One of the earliest lessons we teach our children is the importance of taking turns. Don’t hog the Tonka truck, Jimmy. Let Sarah have a chance on the swings, Sally. Learning to take turns helps our children navigate their childhood more peaceably, but I believe these lessons are also training our children to survive their own future experience as parents.
Taking turns with other parents is key to our collective survival.
Let me explain. As I may have mentioned once or twice before, parenting is gorgeous, luminous work. It’s also utterly exhausting. Having the opportunity to share the load with other folks who totally “get it” is a beautiful thing.

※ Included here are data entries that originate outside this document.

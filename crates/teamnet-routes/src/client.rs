//! Tunnel route API operations

use std::sync::Arc;

use reqwest::Method;
use serde::de::DeserializeOwned;

use crate::config::ResolvedApiConfig;
use crate::envelope::{Envelope, ResultInfo};
use crate::error::{RouteError, TransportError};
use crate::params::{
    escape_path_segment, TunnelRoutesCreateParams, TunnelRoutesDeleteParams,
    TunnelRoutesForIpParams, TunnelRoutesListParams, TunnelRoutesUpdateParams,
};
use crate::route::TunnelRoute;
use crate::transport::{ApiTransport, HttpTransport};

/// Path prefix for account scoped resources
const ACCOUNT_ROUTE_ROOT: &str = "accounts";

/// Client for an account's tunnel routing table
///
/// Holds no state besides the shared transport, so it can be cloned freely and
/// used from many tasks at once.
#[derive(Clone)]
pub struct TunnelRouteClient {
    transport: Arc<dyn ApiTransport>,
}

impl TunnelRouteClient {
    pub fn new(transport: Arc<dyn ApiTransport>) -> Self {
        Self { transport }
    }

    /// Build a client talking HTTP to the configured API
    pub fn from_config(config: &ResolvedApiConfig) -> Result<Self, TransportError> {
        Ok(Self::new(Arc::new(HttpTransport::new(config)?)))
    }

    /// List the routes of an account, in the order the API returns them
    pub async fn list(
        &self,
        params: &TunnelRoutesListParams,
    ) -> Result<Vec<TunnelRoute>, RouteError> {
        self.list_page(params).await.map(|(routes, _)| routes)
    }

    /// Like [`list`](Self::list), also returning the page metadata
    pub async fn list_page(
        &self,
        params: &TunnelRoutesListParams,
    ) -> Result<(Vec<TunnelRoute>, Option<ResultInfo>), RouteError> {
        require_account(&params.account_id)?;

        let mut path = routes_path(&params.account_id);
        let query = params.encode();
        if !query.is_empty() {
            path.push('?');
            path.push_str(&query);
        }

        let envelope: Envelope<Vec<TunnelRoute>> =
            self.call("list", Method::GET, &path, None).await?;
        Ok((envelope.result.unwrap_or_default(), envelope.result_info))
    }

    /// Find the route whose network contains the given IP
    pub async fn get_for_ip(
        &self,
        params: &TunnelRoutesForIpParams,
    ) -> Result<TunnelRoute, RouteError> {
        require_account(&params.account_id)?;

        let path = format!(
            "{}/ip/{}",
            routes_path(&params.account_id),
            escape_path_segment(&params.network)
        );

        let envelope: Envelope<TunnelRoute> =
            self.call("get route for IP", Method::GET, &path, None).await?;
        Ok(envelope.result.unwrap_or_default())
    }

    /// Add a route for `params.network` to the given tunnel
    pub async fn create(
        &self,
        params: &TunnelRoutesCreateParams,
    ) -> Result<TunnelRoute, RouteError> {
        require_account(&params.account_id)?;

        let path = network_path(&params.account_id, &params.network);
        let body = serde_json::to_vec(params).map_err(|e| RouteError::encode("create", e))?;

        tracing::info!(
            network = %params.network,
            tunnel_id = %params.tunnel_id,
            "Creating tunnel route"
        );
        let envelope: Envelope<TunnelRoute> =
            self.call("create", Method::POST, &path, Some(body)).await?;
        Ok(envelope.result.unwrap_or_default())
    }

    /// Replace an existing route
    pub async fn update(
        &self,
        params: &TunnelRoutesUpdateParams,
    ) -> Result<TunnelRoute, RouteError> {
        require_account(&params.account_id)?;

        let path = network_path(&params.account_id, &params.network);
        let body = serde_json::to_vec(params).map_err(|e| RouteError::encode("update", e))?;

        tracing::info!(
            network = %params.network,
            tunnel_id = %params.tunnel_id,
            "Updating tunnel route"
        );
        let envelope: Envelope<TunnelRoute> =
            self.call("update", Method::PATCH, &path, Some(body)).await?;
        Ok(envelope.result.unwrap_or_default())
    }

    /// Remove a route. The echoed route is decoded and then dropped.
    pub async fn delete(&self, params: &TunnelRoutesDeleteParams) -> Result<(), RouteError> {
        require_account(&params.account_id)?;

        let path = network_path(&params.account_id, &params.network);

        tracing::info!(network = %params.network, "Deleting tunnel route");
        let _: Envelope<TunnelRoute> = self.call("delete", Method::DELETE, &path, None).await?;
        Ok(())
    }

    async fn call<T: DeserializeOwned>(
        &self,
        operation: &'static str,
        method: Method,
        path: &str,
        body: Option<Vec<u8>>,
    ) -> Result<Envelope<T>, RouteError> {
        tracing::debug!(operation, %method, path, "Calling tunnel route API");

        let response = self.transport.execute(method, path, body).await?;
        serde_json::from_slice(&response).map_err(|e| RouteError::decode(operation, e))
    }
}

fn require_account(account_id: &str) -> Result<(), RouteError> {
    if account_id.is_empty() {
        return Err(RouteError::MissingAccountId);
    }
    Ok(())
}

fn routes_path(account_id: &str) -> String {
    format!("/{}/{}/teamnet/routes", ACCOUNT_ROUTE_ROOT, account_id)
}

fn network_path(account_id: &str, network: &str) -> String {
    format!(
        "{}/network/{}",
        routes_path(account_id),
        escape_path_segment(network)
    )
}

Last weekend, my kids were invited to a pool party to celebrate a classmate’s birthday. I’m not actually sure which of my children was the primary invitee because our school is a close-knit community and friendships span the grades. Thus there were about twenty kids in the pool and I found myself in the role of “designated grown-up” for roughly half of them.
One mom needed to duck out and asked me to keep an eye on her boys, mostly to prevent horseplay from getting out of hand since both were proficient swimmers. A grandma hadn’t brought a suit, so I kept her five-year-old granddaughter afloat, while my youngest daughter paddled around us in happy circles. Several other parents had brought suits, but took advantage of the opportunity to chat on the pool deck instead, realizing that their kids were happy without them.

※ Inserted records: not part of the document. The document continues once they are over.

use iced::{button, container, Background, Color};

use crate::palette::{Rgb, ThemeMode, PALETTE};

pub fn color(rgb: Rgb, alpha: f32) -> Color {
    Color::from_rgba8(rgb.0, rgb.1, rgb.2, alpha.max(0.0).min(1.0))
}

pub fn background(mode: ThemeMode) -> Color {
    color(PALETTE.shades(mode).background, 1.0)
}

pub fn foreground(mode: ThemeMode) -> Color {
    color(PALETTE.shades(mode).foreground, 1.0)
}

pub struct Container(pub ThemeMode);

impl container::StyleSheet for Container {
    fn style(&self) -> container::Style {
        container::Style {
            text_color: Some(foreground(self.0)),
            background: Some(Background::Color(background(self.0))),
            ..container::Style::default()
        }
    }
}

pub struct Button(pub ThemeMode);

impl button::StyleSheet for Button {
    fn active(&self) -> button::Style {
        let mut tint = foreground(self.0);
        tint.a = 0.1;
        button::Style {
            background: Some(Background::Color(tint)),
            border_radius: 16.0,
            text_color: foreground(self.0),
            ..button::Style::default()
        }
    }

    fn hovered(&self) -> button::Style {
        let mut tint = foreground(self.0);
        tint.a = 0.2;
        button::Style {
            background: Some(Background::Color(tint)),
            ..self.active()
        }
    }
}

It was a boisterous hour. There was a lot of splashing. And shrieking. And then more splashing. And cannonballs. And fights with pool noodles. And then reminders not to fight with the pool noodles. A rambunctious game of “shark attack” got a bit out of hand when I realized there was a small child *actually* biting my shoulder from behind. Another insisted on emptying a toy watering can on my head whenever I wasn’t looking.
Just before I was temporarily blinded by the tidal wave from a particularly enthusiastic jumper, I swear I saw one of the deck-side parents raise two fingers in the salute from the Hunger Games, but perhaps it was just the chlorine in my eyes.
To be clear, I had a blast and I waved off other parents who asked if they should join the fray. I was perfectly content to take my turn in the pool and respond to every exuberant shout of “Miss Kate, watch this!” Because I know these parents. They’re my tribe. And I knew that, when we got out of the pool, I’d be able to sit in a chair sipping a juice box while somebody else doled out cake and Cheetos and napkins and more napkins – and then still more napkins while dealing with the inevitable spills. I could “tag out” without shame, happy to let someone else wipe the frosting off my daughter’s elbow.
After the party, one of the moms invited several of the kiddos to her house to play for a bit. She “tagged in” for an hour and a half and DJ’d a dance party in her living room while I cleaned my kitchen and started on dinner.
Parenting is a team sport. If you’re lucky enough to have amazing teammates, the give and take of shared responsibilities just makes the game that much more fun.